La ecuación es evidente: Luccin en el banquillo, Chicharito en el área, y un club nuevo intentando fijar su ADN competitivo desde el día uno. El mexicano no solo llega para marcar goles; llega para marcar estándares.

Dentro del vestuario, su presencia apunta a algo más profundo que su cifra de tantos. Experiencia en mundiales, Champions, grandes ligas y presión mediática al máximo nivel. Ese tipo de bagaje pesa. Y se contagia.

El director deportivo, Brian Corcoran, lo resumió con precisión al presentar al fichaje fundacional del club: “Javier gives us world-class quality on the field, but just as importantly he brings professionalism, accountability, and an unwavering commitment to winning. Those qualities become contagious inside a locker room, and they're exactly what we want this club to represent from day one. His willingness to mentor, combined with the qualities he will bring on the field makes this a perfect first signing for our club.”

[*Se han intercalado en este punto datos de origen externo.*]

//! MySQL-specific database implementations
//!
//! This module contains MySQL implementations of repository traits
//! using SQLx for database operations.

pub mod session_repository_impl;
pub mod user_repository_impl;

// Re-export the MySQL implementations
pub use session_repository_impl::MySqlSessionRepository;
pub use user_repository_impl::MySqlUserRepository;

use ag_core::errors::DomainError;

/// Wrap a driver error as an internal domain error
pub(crate) fn internal(context: &str, error: sqlx::Error) -> DomainError {
    DomainError::Internal {
        message: format!("{}: {}", context, error),
    }
}

/// Map an INSERT failure, turning a duplicate primary key into a conflict
pub(crate) fn insert_error(resource: &str, context: &str, error: sqlx::Error) -> DomainError {
    match &error {
        sqlx::Error::Database(db) if db.is_unique_violation() => DomainError::Conflict {
            resource: resource.to_string(),
        },
        sqlx::Error::Database(db) if db.is_foreign_key_violation() => DomainError::NotFound {
            resource: "user".to_string(),
        },
        _ => internal(context, error),
    }
}
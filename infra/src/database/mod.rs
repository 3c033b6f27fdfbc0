//! Database module - MySQL implementations using SQLx
//!
//! This module provides database access layer implementations including:
//! - Connection pool management
//! - Repository pattern implementations
//! - Transaction support for the cascading operations
//! - Database migrations

pub mod connection;
pub mod mysql;

#[cfg(test)]
mod tests;

// Re-export commonly used types
pub use connection::{DatabasePool, PoolStatistics};
pub use mysql::{MySqlSessionRepository, MySqlUserRepository};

El mensaje es claro: no se trata solo de un ídolo latino para conectar con la grada. Se trata del modelo a seguir puertas adentro.

Entre la memoria y el futuro

Hernández carga con una carrera que mezcla momentos gloriosos y golpes duros: goles decisivos en Old Trafford, paso fugaz por Real Madrid, idilio goleador en la Bundesliga, regreso sentimental a Chivas, y ese penalti fallado en 2025 que muchos interpretaron como el principio del fin.

Ahora, el escenario cambia por completo. Nuevo país de residencia, nueva liga, nuevo club que ni siquiera ha debutado. Un lienzo en blanco para un veterano que insiste en que todavía tiene tinta en la pluma.

Para Atletico Dallas, su fichaje es una carta de presentación al resto de la USL Championship y al mapa futbolístico estadounidense: ambición desde el inicio, sin complejos. Para Chicharito, es la oportunidad de cerrar su carrera a su manera, no como un recuerdo borroso de un penalti fallado, sino como el hombre que ayudó a construir algo donde antes no había nada.

La pregunta ya no es si debía retirarse. La verdadera incógnita es otra: ¿hasta dónde puede llegar un club nuevo cuando su primera piedra es un delantero acostumbrado a vivir entre expectativas, críticas y goles decisivos?